Entries taken from a collection
--- START ---

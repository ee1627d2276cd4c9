//! services/console/src/stores/session.rs
//!
//! The single authoritative in-memory representation of the current
//! session, plus its persistence mirror. Role and user id are only ever
//! populated from a freshly decoded token; a session is either fully
//! populated or fully cleared, never partial. The only mutation paths are
//! `restore`, `login`, and `logout`.

use std::sync::Arc;

use chrono::{DateTime, Utc};
use parking_lot::RwLock;
use tracing::{info, warn};

use school_console_core::domain::{LoginCredentials, PersistedSession, Role};
use school_console_core::ports::{AuthApi, PortError, PortResult, SessionVault};
use school_console_core::token;

use super::notify::{Subscribers, SubscriptionId};

/// A fully populated authenticated session.
#[derive(Debug, Clone)]
struct ActiveSession {
    token: String,
    role: Role,
    user_id: i64,
    school_name: Option<String>,
}

enum Phase {
    Unauthenticated,
    Authenticating,
    Authenticated(ActiveSession),
}

struct Inner {
    phase: Phase,
    error: Option<String>,
}

/// Owns authentication state and the vault mirror. Injected by reference
/// into every resource store, which asks it for the bearer token before
/// each remote call.
pub struct SessionStore {
    auth: Arc<dyn AuthApi>,
    vault: Arc<dyn SessionVault>,
    inner: RwLock<Inner>,
    subscribers: Subscribers,
}

impl SessionStore {
    /// Creates an unauthenticated store. Call `restore` to pick up a
    /// persisted session from a previous run.
    pub fn new(auth: Arc<dyn AuthApi>, vault: Arc<dyn SessionVault>) -> Self {
        Self {
            auth,
            vault,
            inner: RwLock::new(Inner {
                phase: Phase::Unauthenticated,
                error: None,
            }),
            subscribers: Subscribers::new(),
        }
    }

    /// Applies a state change and then notifies subscribers, outside the
    /// lock. All mutations of one logical operation commit together.
    fn commit(&self, apply: impl FnOnce(&mut Inner)) {
        {
            let mut inner = self.inner.write();
            apply(&mut inner);
        }
        self.subscribers.notify();
    }

    //=====================================================================================
    // Lifecycle
    //=====================================================================================

    /// Restores the session persisted by a previous run, if it is still
    /// valid. An absent, expired, or undecodable token clears the vault
    /// and leaves the store unauthenticated.
    pub fn restore(&self) {
        self.restore_at(Utc::now());
    }

    /// `restore` against an explicit clock, for deterministic tests.
    pub fn restore_at(&self, now: DateTime<Utc>) {
        let persisted = match self.vault.load() {
            Ok(persisted) => persisted,
            Err(err) => {
                warn!(error = %err, "could not read persisted session");
                None
            }
        };

        let active = persisted.and_then(|p| {
            if token::is_expired(&p.token, now) {
                return None;
            }
            // Claims win over the mirror; the persisted school name is only
            // a display fallback.
            match token::decode(&p.token) {
                Ok(claims) => Some(ActiveSession {
                    token: p.token,
                    role: claims.role,
                    user_id: claims.user_id,
                    school_name: claims.school_name.or(p.school_name),
                }),
                Err(_) => None,
            }
        });

        match active {
            Some(session) => {
                info!(user_id = session.user_id, role = %session.role, "session restored");
                self.commit(|inner| {
                    inner.phase = Phase::Authenticated(session);
                    inner.error = None;
                });
            }
            None => {
                if let Err(err) = self.vault.clear() {
                    warn!(error = %err, "could not clear persisted session");
                }
                self.commit(|inner| {
                    inner.phase = Phase::Unauthenticated;
                    inner.error = None;
                });
            }
        }
    }

    /// Exchanges credentials for a session. Issues exactly one remote call.
    pub async fn login(&self, credentials: &LoginCredentials) -> PortResult<()> {
        self.commit(|inner| {
            inner.phase = Phase::Authenticating;
            inner.error = None;
        });

        let raw_token = match self.auth.login(credentials).await {
            Ok(token) => token,
            Err(err) => {
                let message = err.to_string();
                warn!(error = %message, "login rejected");
                self.commit(|inner| {
                    inner.phase = Phase::Unauthenticated;
                    inner.error = Some(message);
                });
                return Err(err);
            }
        };

        let claims = match token::decode(&raw_token) {
            Ok(claims) => claims,
            Err(err) => {
                warn!(error = %err, "login endpoint returned an undecodable token");
                self.commit(|inner| {
                    inner.phase = Phase::Unauthenticated;
                    inner.error = Some(format!("invalid token from server: {err}"));
                });
                return Err(PortError::InvalidToken(err));
            }
        };

        let persisted = PersistedSession {
            token: raw_token.clone(),
            role: claims.role,
            school_name: claims.school_name.clone(),
        };
        if let Err(err) = self.vault.store(&persisted) {
            // The in-memory session is still usable; it just won't survive
            // a restart.
            warn!(error = %err, "could not persist session");
        }

        info!(user_id = claims.user_id, role = %claims.role, "login succeeded");
        self.commit(|inner| {
            inner.phase = Phase::Authenticated(ActiveSession {
                token: raw_token,
                role: claims.role,
                user_id: claims.user_id,
                school_name: claims.school_name,
            });
            inner.error = None;
        });
        Ok(())
    }

    /// Pure local invalidation: clears all session fields and the vault.
    /// Never calls the remote API.
    pub fn logout(&self) {
        if let Err(err) = self.vault.clear() {
            warn!(error = %err, "could not clear persisted session");
        }
        info!("logged out");
        self.commit(|inner| {
            inner.phase = Phase::Unauthenticated;
            inner.error = None;
        });
    }

    //=====================================================================================
    // Queries
    //=====================================================================================

    /// True iff a token is present and unexpired, evaluated fresh on every
    /// call: a session that outlives its expiry reads as logged out with
    /// no explicit logout.
    pub fn is_authenticated(&self) -> bool {
        self.is_authenticated_at(Utc::now())
    }

    pub fn is_authenticated_at(&self, now: DateTime<Utc>) -> bool {
        let inner = self.inner.read();
        match &inner.phase {
            Phase::Authenticated(session) => !token::is_expired(&session.token, now),
            _ => false,
        }
    }

    /// The bearer token for an authorized call, or `Unauthenticated`.
    /// Resource stores call this before any network I/O.
    pub fn bearer_token(&self) -> PortResult<String> {
        self.bearer_token_at(Utc::now())
    }

    pub fn bearer_token_at(&self, now: DateTime<Utc>) -> PortResult<String> {
        let inner = self.inner.read();
        match &inner.phase {
            Phase::Authenticated(session) if !token::is_expired(&session.token, now) => {
                Ok(session.token.clone())
            }
            _ => Err(PortError::Unauthenticated),
        }
    }

    /// Pure role comparison; the view layer gates navigation and feature
    /// visibility on this.
    pub fn has_role(&self, role: Role) -> bool {
        matches!(&self.inner.read().phase, Phase::Authenticated(s) if s.role == role)
    }

    pub fn role(&self) -> Option<Role> {
        match &self.inner.read().phase {
            Phase::Authenticated(session) => Some(session.role),
            _ => None,
        }
    }

    pub fn user_id(&self) -> Option<i64> {
        match &self.inner.read().phase {
            Phase::Authenticated(session) => Some(session.user_id),
            _ => None,
        }
    }

    pub fn school_name(&self) -> Option<String> {
        match &self.inner.read().phase {
            Phase::Authenticated(session) => session.school_name.clone(),
            _ => None,
        }
    }

    pub fn token(&self) -> Option<String> {
        match &self.inner.read().phase {
            Phase::Authenticated(session) => Some(session.token.clone()),
            _ => None,
        }
    }

    /// True while a login request is in flight.
    pub fn is_logging_in(&self) -> bool {
        matches!(self.inner.read().phase, Phase::Authenticating)
    }

    pub fn error(&self) -> Option<String> {
        self.inner.read().error.clone()
    }

    pub fn clear_error(&self) {
        self.commit(|inner| inner.error = None);
    }

    //=====================================================================================
    // Subscriptions
    //=====================================================================================

    pub fn subscribe(&self, callback: impl Fn() + Send + Sync + 'static) -> SubscriptionId {
        self.subscribers.add(callback)
    }

    pub fn unsubscribe(&self, id: SubscriptionId) -> bool {
        self.subscribers.remove(id)
    }
}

--- END ---

In full and unchanged, repeat the data above.

*SOLUTION TO THE EXERCISE*
repository ee1627d2276cd4c9
//! services/console/src/stores/session.rs
//!
//! The single authoritative in-memory representation of the current
//! session, plus its persistence mirror. Role and user id are only ever
//! populated from a freshly decoded token; a session is either fully
//! populated or fully cleared, never partial. The only mutation paths are
//! `restore`, `login`, and `logout`.

use std::sync::Arc;

use chrono::{DateTime, Utc};
use parking_lot::RwLock;
use tracing::{info, warn};

use school_console_core::domain::{LoginCredentials, PersistedSession, Role};
use school_console_core::ports::{AuthApi, PortError, PortResult, SessionVault};
use school_console_core::token;

use super::notify::{Subscribers, SubscriptionId};

/// A fully populated authenticated session.
#[derive(Debug, Clone)]
struct ActiveSession {
    token: String,
    role: Role,
    user_id: i64,
    school_name: Option<String>,
}

enum Phase {
    Unauthenticated,
    Authenticating,
    Authenticated(ActiveSession),
}

struct Inner {
    phase: Phase,
    error: Option<String>,
}

/// Owns authentication state and the vault mirror. Injected by reference
/// into every resource store, which asks it for the bearer token before
/// each remote call.
pub struct SessionStore {
    auth: Arc<dyn AuthApi>,
    vault: Arc<dyn SessionVault>,
    inner: RwLock<Inner>,
    subscribers: Subscribers,
}

impl SessionStore {
    /// Creates an unauthenticated store. Call `restore` to pick up a
    /// persisted session from a previous run.
    pub fn new(auth: Arc<dyn AuthApi>, vault: Arc<dyn SessionVault>) -> Self {
        Self {
            auth,
            vault,
            inner: RwLock::new(Inner {
                phase: Phase::Unauthenticated,
                error: None,
            }),
            subscribers: Subscribers::new(),
        }
    }

    /// Applies a state change and then notifies subscribers, outside the
    /// lock. All mutations of one logical operation commit together.
    fn commit(&self, apply: impl FnOnce(&mut Inner)) {
        {
            let mut inner = self.inner.write();
            apply(&mut inner);
        }
        self.subscribers.notify();
    }

    //=====================================================================================
    // Lifecycle
    //=====================================================================================

    /// Restores the session persisted by a previous run, if it is still
    /// valid. An absent, expired, or undecodable token clears the vault
    /// and leaves the store unauthenticated.
    pub fn restore(&self) {
        self.restore_at(Utc::now());
    }

    /// `restore` against an explicit clock, for deterministic tests.
    pub fn restore_at(&self, now: DateTime<Utc>) {
        let persisted = match self.vault.load() {
            Ok(persisted) => persisted,
            Err(err) => {
                warn!(error = %err, "could not read persisted session");
                None
            }
        };

        let active = persisted.and_then(|p| {
            if token::is_expired(&p.token, now) {
                return None;
            }
            // Claims win over the mirror; the persisted school name is only
            // a display fallback.
            match token::decode(&p.token) {
                Ok(claims) => Some(ActiveSession {
                    token: p.token,
                    role: claims.role,
                    user_id: claims.user_id,
                    school_name: claims.school_name.or(p.school_name),
                }),
                Err(_) => None,
            }
        });

        match active {
            Some(session) => {
                info!(user_id = session.user_id, role = %session.role, "session restored");
                self.commit(|inner| {
                    inner.phase = Phase::Authenticated(session);
                    inner.error = None;
                });
            }
            None => {
                if let Err(err) = self.vault.clear() {
                    warn!(error = %err, "could not clear persisted session");
                }
                self.commit(|inner| {
                    inner.phase = Phase::Unauthenticated;
                    inner.error = None;
                });
            }
        }
    }

    /// Exchanges credentials for a session. Issues exactly one remote call.
    pub async fn login(&self, credentials: &LoginCredentials) -> PortResult<()> {
        self.commit(|inner| {
            inner.phase = Phase::Authenticating;
            inner.error = None;
        });

        let raw_token = match self.auth.login(credentials).await {
            Ok(token) => token,
            Err(err) => {
                let message = err.to_string();
                warn!(error = %message, "login rejected");
                self.commit(|inner| {
                    inner.phase = Phase::Unauthenticated;
                    inner.error = Some(message);
                });
                return Err(err);
            }
        };

        let claims = match token::decode(&raw_token) {
            Ok(claims) => claims,
            Err(err) => {
                warn!(error = %err, "login endpoint returned an undecodable token");
                self.commit(|inner| {
                    inner.phase = Phase::Unauthenticated;
                    inner.error = Some(format!("invalid token from server: {err}"));
                });
                return Err(PortError::InvalidToken(err));
            }
        };

        let persisted = PersistedSession {
            token: raw_token.clone(),
            role: claims.role,
            school_name: claims.school_name.clone(),
        };
        if let Err(err) = self.vault.store(&persisted) {
            // The in-memory session is still usable; it just won't survive
            // a restart.
            warn!(error = %err, "could not persist session");
        }

        info!(user_id = claims.user_id, role = %claims.role, "login succeeded");
        self.commit(|inner| {
            inner.phase = Phase::Authenticated(ActiveSession {
                token: raw_token,
                role: claims.role,
                user_id: claims.user_id,
                school_name: claims.school_name,
            });
            inner.error = None;
        });
        Ok(())
    }

    /// Pure local invalidation: clears all session fields and the vault.
    /// Never calls the remote API.
    pub fn logout(&self) {
        if let Err(err) = self.vault.clear() {
            warn!(error = %err, "could not clear persisted session");
        }
        info!("logged out");
        self.commit(|inner| {
            inner.phase = Phase::Unauthenticated;
            inner.error = None;
        });
    }

    //=====================================================================================
    // Queries
    //=====================================================================================

    /// True iff a token is present and unexpired, evaluated fresh on every
    /// call: a session that outlives its expiry reads as logged out with
    /// no explicit logout.
    pub fn is_authenticated(&self) -> bool {
        self.is_authenticated_at(Utc::now())
    }

    pub fn is_authenticated_at(&self, now: DateTime<Utc>) -> bool {
        let inner = self.inner.read();
        match &inner.phase {
            Phase::Authenticated(session) => !token::is_expired(&session.token, now),
            _ => false,
        }
    }

    /// The bearer token for an authorized call, or `Unauthenticated`.
    /// Resource stores call this before any network I/O.
    pub fn bearer_token(&self) -> PortResult<String> {
        self.bearer_token_at(Utc::now())
    }

    pub fn bearer_token_at(&self, now: DateTime<Utc>) -> PortResult<String> {
        let inner = self.inner.read();
        match &inner.phase {
            Phase::Authenticated(session) if !token::is_expired(&session.token, now) => {
                Ok(session.token.clone())
            }
            _ => Err(PortError::Unauthenticated),
        }
    }

    /// Pure role comparison; the view layer gates navigation and feature
    /// visibility on this.
    pub fn has_role(&self, role: Role) -> bool {
        matches!(&self.inner.read().phase, Phase::Authenticated(s) if s.role == role)
    }

    pub fn role(&self) -> Option<Role> {
        match &self.inner.read().phase {
            Phase::Authenticated(session) => Some(session.role),
            _ => None,
        }
    }

    pub fn user_id(&self) -> Option<i64> {
        match &self.inner.read().phase {
            Phase::Authenticated(session) => Some(session.user_id),
            _ => None,
        }
    }

    pub fn school_name(&self) -> Option<String> {
        match &self.inner.read().phase {
            Phase::Authenticated(session) => session.school_name.clone(),
            _ => None,
        }
    }

    pub fn token(&self) -> Option<String> {
        match &self.inner.read().phase {
            Phase::Authenticated(session) => Some(session.token.clone()),
            _ => None,
        }
    }

    /// True while a login request is in flight.
    pub fn is_logging_in(&self) -> bool {
        matches!(self.inner.read().phase, Phase::Authenticating)
    }

    pub fn error(&self) -> Option<String> {
        self.inner.read().error.clone()
    }

    pub fn clear_error(&self) {
        self.commit(|inner| inner.error = None);
    }

    //=====================================================================================
    // Subscriptions
    //=====================================================================================

    pub fn subscribe(&self, callback: impl Fn() + Send + Sync + 'static) -> SubscriptionId {
        self.subscribers.add(callback)
    }

    pub fn unsubscribe(&self, id: SubscriptionId) -> bool {
        self.subscribers.remove(id)
    }
}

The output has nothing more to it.